Rice-filled rastegai
Description
The baking is simple and quick. In my opinion, rice-filled rastegai turn out quite bland. I had some leftover fish, so I decided to add it to the filling—and I recommend you do the same! Overall, for making rastegai with rice, you can also use mackerel, potatoes, or eggs as additions. As for greens, I recommend using green onions. Serve the ready rastegai with sour cream—it goes very well.
Instructions
- 1
Step 1

Make the dough: mix the flour with yeast, sugar, a pinch of salt, and warm milk. Knead.
- 2
Step 2

Add vegetable oil. Knead a soft, enriched dough.
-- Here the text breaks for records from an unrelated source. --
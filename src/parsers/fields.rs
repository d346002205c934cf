//! Strict conversion of raw spans into typed field values
//!
//! A span is accepted only if, after optional leading ASCII whitespace, the
//! whole remainder parses. Trailing bytes of any kind reject the value.

use std::str;

use super::error::{Field, LineError};

fn span_text(raw: &[u8], field: Field) -> Result<&str, LineError> {
    str::from_utf8(raw.trim_ascii_start()).map_err(|_| LineError::InvalidFieldValue(field))
}

fn parse_integer(raw: &[u8], field: Field) -> Result<i64, LineError> {
    span_text(raw, field)?.parse::<i64>().map_err(|_| LineError::InvalidFieldValue(field))
}

/// Base-10 integer in [0, 255]
pub fn parse_octet(raw: &[u8], field: Field) -> Result<u8, LineError> {
    let value = parse_integer(raw, field)?;
    u8::try_from(value).map_err(|_| LineError::InvalidFieldValue(field))
}

/// Base-10 non-negative integer that fits in 32 bits
pub fn parse_prb_id(raw: &[u8]) -> Result<u32, LineError> {
    let value = parse_integer(raw, Field::PrbId)?;
    u32::try_from(value).map_err(|_| LineError::InvalidFieldValue(Field::PrbId))
}

/// Finite, non-negative floating point sample
pub fn parse_rtt(raw: &[u8], field: Field) -> Result<f32, LineError> {
    let value = span_text(raw, field)?
        .parse::<f32>()
        .map_err(|_| LineError::InvalidFieldValue(field))?;

    if !value.is_finite() || value < 0.0 {
        return Err(LineError::InvalidFieldValue(field));
    }
    Ok(value)
}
Let it rise for 1.5 hours.
- 3
Step 3

Boil the rice, but do not cook it completely. Separate the fish from the bones and finely chop or grind through a meat grinder. Finely chop the onion and greens as well.
- 4
Step 4

Mix the filling thoroughly, cut the dough into pieces and roll out into circles. Place a spoonful of filling in the center.
- 5
Step 5

Shape the oblong buns. Let them rise for about 25 minutes in a warm place.
- 6
Step 6

Then place in a preheated oven at 180°C for 20 minutes. Brush with egg yolk at the end and let it sit in the oven for another 5 minutes.
- 7
Step 7

The fragrant and golden buns are ready.